Autoionizing Shocks along the Twisted Jets of NGC 4258
Session 108 -- Seyfert Galaxies
Display presentation, Thursday, 12, 1995, 9:20am - 6:30pm

## [108.14] Autoionizing Shocks along the Twisted Jets of NGC 4258

G. Cecil (UNC-CH), C. De Pree (UNC-CH/NRAO), J. Morse (STScI)

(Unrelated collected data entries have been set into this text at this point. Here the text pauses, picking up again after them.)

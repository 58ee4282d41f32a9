//! Record store client
//!
//! Reads the full analysis record collection from the configured endpoint.
//! The store is read-only from the portal's point of view: this client only
//! issues GETs and decodes what comes back. No pagination, authentication,
//! or schema versioning exists on this interface.

use async_trait::async_trait;
use maap_common::record::decode_collection;
use maap_common::{AnalysisRecord, Error, Result};
use reqwest::Client;
use std::time::Duration;
use tracing::{debug, warn};

use crate::watcher::RecordSource;

/// HTTP client for the remote record store
#[derive(Debug, Clone)]
pub struct RecordStoreClient {
    http_client: Client,
    url: String,
}

impl RecordStoreClient {
    /// Create a client with a per-request timeout.
    ///
    /// The timeout is what bounds a hung fetch; the watcher itself places no
    /// limit on an individual attempt.
    pub fn new(url: String, timeout: Duration) -> Result<Self> {
        let http_client = Client::builder()
            .timeout(timeout)
            .build()
            .map_err(|e| Error::Internal(format!("Failed to create HTTP client: {}", e)))?;
        Ok(Self { http_client, url })
    }

    /// Fetch the current record collection.
    ///
    /// The request carries a `ts` cache-busting query parameter, since some
    /// store frontends cache GET responses aggressively.
    ///
    /// # Errors
    /// - `Transport` for network/HTTP failures
    /// - `MalformedResponse` for non-JSON or non-array bodies
    ///
    /// Callers pick the recovery: the watcher treats any error as "no change
    /// this attempt", the records endpoint maps malformed bodies to an empty
    /// list.
    pub async fn fetch_records(&self) -> Result<Vec<AnalysisRecord>> {
        let ts = chrono::Utc::now().timestamp_millis().to_string();
        let response = self
            .http_client
            .get(&self.url)
            .query(&[("ts", ts.as_str())])
            .send()
            .await
            .map_err(|e| Error::Transport(format!("Record store request failed: {}", e)))?;

        let status = response.status();
        if !status.is_success() {
            return Err(Error::Transport(format!(
                "Record store returned HTTP {}",
                status
            )));
        }

        let body = response
            .text()
            .await
            .map_err(|e| Error::Transport(format!("Failed to read record store body: {}", e)))?;

        let value: serde_json::Value = serde_json::from_str(&body)
            .map_err(|e| Error::MalformedResponse(format!("Record store body is not JSON: {}", e)))?;

        if !value.is_array() {
            return Err(Error::MalformedResponse(
                "Record store body is not a JSON array".to_string(),
            ));
        }

        let (records, quarantined) = decode_collection(&value);
        if quarantined > 0 {
            warn!(quarantined, "Skipped malformed record store entries");
        }
        debug!(records = records.len(), "Fetched record collection");
        Ok(records)
    }
}

#[async_trait]
impl RecordSource for RecordStoreClient {
    async fn fetch(&self) -> Result<Vec<AnalysisRecord>> {
        self.fetch_records().await
    }
}
//! Record listing and lookup handlers

use axum::extract::{Path, State};
use axum::Json;
use maap_common::{AnalysisRecord, Error};
use tracing::warn;

use crate::error::{ApiError, ApiResult};
use crate::AppState;

/// GET /api/records
///
/// Fetches the current collection from the record store and refreshes the
/// shared cache. A malformed store body (non-JSON or non-array) yields the
/// previously fetched records, leaving the cache untouched so existing
/// quick-view and export links stay addressable; transport failures
/// surface as upstream errors.
pub async fn list_records(State(state): State<AppState>) -> ApiResult<Json<Vec<AnalysisRecord>>> {
    let records = match state.store.fetch_records().await {
        Ok(records) => records,
        Err(Error::MalformedResponse(msg)) => {
            warn!(error = %msg, "Record store body not a record list; keeping previous records");
            return Ok(Json(state.records.read().await.clone()));
        }
        Err(e) => return Err(e.into()),
    };

    *state.records.write().await = records.clone();
    Ok(Json(records))
}

/// GET /api/records/:index
///
/// Returns one record from the cached collection by position.
pub async fn get_record(
    State(state): State<AppState>,
    Path(index): Path<usize>,
) -> ApiResult<Json<AnalysisRecord>> {
    let records = state.records.read().await;
    records
        .get(index)
        .cloned()
        .map(Json)
        .ok_or_else(|| ApiError::NotFound(format!("No record at index {}", index)))
}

We correlate new HIFI Fabry-Perot (FP) and KPNO Goldcam long-slit spectra with VLA radio, BIMA CO, and ROSAT X-ray datasets to study the twisted jets in this nearby Seyfert. The multi-arcminute extent of the jet and the extensive wavelength coverage of its interaction with the multiphase ISM make this jet an important laboratory for studying the processes likely to dominate the appearance of high-$z$ radio galaxies. Our FP datacube covers the [OIII]$\lambda$5007 line at 60 km s$^{-1}$ FWHM resolution and shows that only the centermost, least twisted strand of the 3-strand H$\alpha$ jet is prominent in high-excitation gas. Within 1 kpc radius this strand points N-S, coaligning with the radio jet, and is perpendicular to the subparsec nuclear disk delineated by water masers (Greenhill et al 1994 CfA preprint). It is thus, plausibly, the most recently active strand. The long-slit spectra span $\lambda\lambda$3650--8950\AA\ at 5\AA\ resolution. Star motions mapped by the IR Ca triplet differ substantially from the mean gas velocities and line widths, arguing against virial broadening of the emission lines. In fact, emission-line ratios along the 5$^{\prime}$ length of the line-emitting jets are consistent with those expected from shock excitation. After subtracting the starlight with the galaxy NGC~3115, we obtain sensitive limits on the N$^{+}$, O$^{+}$, and O$^{++}$ gas temperatures as well as useful upper limits on the important but undetected [NeIII] and HeII fluxes. These fluxes and limits, together with the gross kinematics, will be compared to the predictions of shock models. X-ray fluxes derived from the ROSAT PSPC and HRI datasets are consistent with jet emission from a Raymond-Smith thermal plasma with $kT = 0.3$ keV, log$N_H \approx 20.0$ cm$^{-2}$, and luminosity $1.6\times10^{40}$ erg s$^{-1}$. Gas can reach this temperature in a shock of velocity $V_s\approx$500 km s$^{-1}$, a value consistent with the width and kinematic structure of the emission-line profiles. A modest disk gas density of 0.04 cm$^{-3}$ can produce the jet's x-ray flux. Hence, the shocked gas may be autoionized and entrained as the jets scrape along the molecular clouds that are known to be adjacent to the jets out to 2 kpc radius.

This research is supported by NSF and NASA grants to UNC.